1. When Anxiety Takes Over
Anxiety is your body’s ancient alarm system, designed to protect you. When it senses danger—real or imagined—it floods you with adrenaline so you can fight or flee. Helpful in the wild, but overwhelming in modern life.
When the system misfires, the mind scans for threat everywhere, the body tenses, and ordinary moments suddenly feel unsafe. Anxiety feeds on two beliefs: “Something bad will happen” and “I can’t cope.”
You’re not broken. Your alarm is just highly sensitive to certain triggers. Read on to see how you can break out of them.

2. How Anxiety Shrinks Your World
To escape the fear, it's common to rely of avoiding things that make us feel anxious: crowds, social events, supermarkets, certain people, specific places. Or we rely on “safety behaviours”—leaving early, carrying certain objects, sticking to rigid routines, avoiding eye contact.
These strategies bring temporary relief, but they quietly shrink your world. You never get to learn that the feared disaster won’t happen, or that you can cope even when anxious.
The relief keeps you stuck, and the fear grows.
The good news: even the smallest step back toward life can start opening things up again.

3. Spotting Triggers & Patterns
Anxiety often feels like it comes out of nowhere—a sudden wave, a tightening in the chest, a rush of thoughts you didn’t ask for. But most of the time, it follows subtle patterns. Certain places might stir it: busy shops, enclosed spaces, unfamiliar environments. It may rise when you’re tired, overwhelmed, or juggling too many responsibilities.
And often, without even realising it, anxiety echoes an old memory or past situation where you once felt unprepared or unsafe.
Instead of judging yourself for feeling this way, try becoming a gentle observer. Ask yourself:
“Where was I? What was happening in my body? What thoughts or images popped up? What feeling came right before the anxiety?”
This isn’t about analysing every detail—it’s about recognising the moments that poke at your nervous system. When you see the pattern, even faintly, something shifts.
And with understanding comes choice. And with choice comes power.

4. Doing Things Differently gradually and compassionately
You don’t overcome anxiety by forcing yourself to be fearless—you shift it through tiny, compassionate steps.
Start with the smallest version of what you avoid: a brief outing, a short conversation, one minute near the lift.

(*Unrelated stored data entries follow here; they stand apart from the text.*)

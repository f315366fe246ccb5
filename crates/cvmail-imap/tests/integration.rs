//! Integration tests for the IMAP client.
//!
//! A mock stream replays a canned server transcript and records what the
//! client sends, so whole sessions can be checked without a server.

#![allow(clippy::unwrap_used)]

use std::io::{self, Cursor};
use std::pin::Pin;
use std::sync::{Arc, Mutex};
use std::task::{Context, Poll};

use tokio::io::{AsyncRead, AsyncWrite, ReadBuf};

use cvmail_imap::{Client, Error, FetchItems, SearchCriteria};

/// Mock stream that returns predefined responses.
struct MockStream {
    responses: Cursor<Vec<u8>>,
    sent: Arc<Mutex<Vec<u8>>>,
}

impl MockStream {
    fn new(responses: &[u8]) -> (Self, Arc<Mutex<Vec<u8>>>) {
        let sent = Arc::new(Mutex::new(Vec::new()));
        let stream = Self {
            responses: Cursor::new(responses.to_vec()),
            sent: Arc::clone(&sent),
        };
        (stream, sent)
    }
}

impl AsyncRead for MockStream {
    fn poll_read(
        mut self: Pin<&mut Self>,
        _cx: &mut Context<'_>,
        buf: &mut ReadBuf<'_>,
    ) -> Poll<io::Result<()>> {
        let pos = usize::try_from(self.responses.position()).unwrap();
        let data = self.responses.get_ref();
        if pos >= data.len() {
            return Poll::Ready(Ok(()));
        }

        let to_read = (data.len() - pos).min(buf.remaining());
        buf.put_slice(&data[pos..pos + to_read]);
        self.responses.set_position((pos + to_read) as u64);
        Poll::Ready(Ok(()))
    }
}

impl AsyncWrite for MockStream {
    fn poll_write(
        self: Pin<&mut Self>,
        _cx: &mut Context<'_>,
        buf: &[u8],
    ) -> Poll<io::Result<usize>> {
        self.sent.lock().unwrap().extend_from_slice(buf);
        Poll::Ready(Ok(buf.len()))
    }

    fn poll_flush(self: Pin<&mut Self>, _cx: &mut Context<'_>) -> Poll<io::Result<()>> {
        Poll::Ready(Ok(()))
    }

    fn poll_shutdown(self: Pin<&mut Self>, _cx: &mut Context<'_>) -> Poll<io::Result<()>> {
        Poll::Ready(Ok(()))
    }
}

fn fetch_response(seq: u32, message: &str) -> String {
    format!("* {seq} FETCH (BODY[] {{{}}}\r\n{message})\r\n", message.len())
}

#[tokio::test]
async fn test_full_session() {
    let first = "From: a@example.com\r\nSubject: Prompt Engineer role\r\n\r\nHello\r\n";
    let second = "From: b@example.com\r\nSubject: Lunch\r\n\r\nHi\r\n";
    let server = [
        "* OK Gimap ready\r\n".to_string(),
        "A0000 OK authenticated (Success)\r\n".to_string(),
        "* 2 EXISTS\r\n* 0 RECENT\r\nA0001 OK [READ-WRITE] INBOX selected\r\n".to_string(),
        "* SEARCH 1 2\r\nA0002 OK SEARCH completed\r\n".to_string(),
        fetch_response(2, second),
        "A0003 OK Success\r\n".to_string(),
        fetch_response(1, first),
        "A0004 OK Success\r\n".to_string(),
        "A0005 OK Returned to authenticated state\r\n".to_string(),
        "* BYE LOGOUT Requested\r\nA0006 OK bye\r\n".to_string(),
    ]
    .concat();
    let (stream, sent) = MockStream::new(server.as_bytes());

    let client = Client::from_stream(stream).await.unwrap();
    let client = client.login("user@gmail.com", "app password").await.unwrap();
    let mut inbox = client.select("INBOX").await.unwrap();
    assert_eq!(inbox.mailbox(), "INBOX");

    let ids = inbox.search(SearchCriteria::All).await.unwrap();
    assert_eq!(ids.len(), 2);

    let mut bodies = Vec::new();
    for seq in ids.into_iter().rev() {
        bodies.push(inbox.fetch(seq, FetchItems::BodyPeek).await.unwrap());
    }
    assert_eq!(bodies[0], second.as_bytes());
    assert_eq!(bodies[1], first.as_bytes());

    inbox.close().await.unwrap().logout().await.unwrap();

    let sent = String::from_utf8(sent.lock().unwrap().clone()).unwrap();
    assert_eq!(
        sent,
        "A0000 LOGIN user@gmail.com \"app password\"\r\n\
         A0001 SELECT INBOX\r\n\
         A0002 SEARCH ALL\r\n\
         A0003 FETCH 2 BODY.PEEK[]\r\n\
         A0004 FETCH 1 BODY.PEEK[]\r\n\
         A0005 CLOSE\r\n\
         A0006 LOGOUT\r\n"
    );
}

#[tokio::test]
async fn test_rejected_login_surfaces_server_text() {
    let server = b"* OK ready\r\nA0000 NO [AUTHENTICATIONFAILED] Invalid credentials (Failure)\r\n";
    let (stream, _sent) = MockStream::new(server);

    let client = Client::from_stream(stream).await.unwrap();
    let err = client.login("user@gmail.com", "nope").await.unwrap_err();
    assert_eq!(
        err.server_text(),
        Some("[AUTHENTICATIONFAILED] Invalid credentials (Failure)")
    );
}

#[tokio::test]
async fn test_fetch_failure_keeps_session_usable() {
    let server = [
        "* OK ready\r\n",
        "A0000 OK ok\r\n",
        "* 1 EXISTS\r\nA0001 OK ok\r\n",
        "A0002 NO [UNAVAILABLE] Temporary failure\r\n",
        "* 1 FETCH (BODY[] {3}\r\nabc)\r\nA0003 OK ok\r\n",
    ]
    .concat();
    let (stream, _sent) = MockStream::new(server.as_bytes());

    let client = Client::from_stream(stream).await.unwrap();
    let mut inbox = client
        .login("u", "p")
        .await
        .unwrap()
        .select("INBOX")
        .await
        .unwrap();

    let seq = cvmail_imap::SeqNum::new(1).unwrap();
    let err = inbox.fetch(seq, FetchItems::BodyPeek).await.unwrap_err();
    assert!(matches!(err, Error::No(_)));

    let body = inbox.fetch(seq, FetchItems::BodyPeek).await.unwrap();
    assert_eq!(body, b"abc");
}

#[tokio::test]
async fn test_connection_drop_mid_command() {
    let (stream, _sent) = MockStream::new(b"* OK ready\r\n");

    let client = Client::from_stream(stream).await.unwrap();
    let err = client.login("u", "p").await.unwrap_err();
    assert!(matches!(err, Error::Io(_)));
}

Drop the least essential safety behaviour first. Let yourself feel uncomfortable, knowing the feeling will rise and fall like a wave.
Use slow breathing, grounding, and gentle self-talk to steady yourself. Movement helps burn off adrenaline when your body feels wired.
Every time you stay with the moment, even for a few seconds, you teach your system: “I can cope. I’m safe. This feeling passes.”

5. Inner Child Reparenting for Anxiety
Anxiety often comes from a tender, younger part of us that once felt small or unsafe. Reparenting isn’t about fixing that inner child—it’s about supporting them with the care they always deserved.
Here are simple ways to do that:
- Remove the shame.
Remind your inner child that fear is human, normal, and part of our evolutionary wiring. Nothing is “wrong” with you for feeling anxious. - Offer comfort before correction.
Place a hand on your heart or belly and say, “You’re safe with me. I’m here.” - Coach yourself gently.
Break fears into tiny steps and guide that younger part through them with kindness. The aim is a sense of achievement, not perfection. - Celebrate every win.
Congratulate even the smallest moments of courage—opening the door, making the call, taking one breath in the anxiety. - Soften your inner voice.
Replace criticism with compassion:
“It’s okay to feel scared. You’re trying your best. Let’s take this slowly.”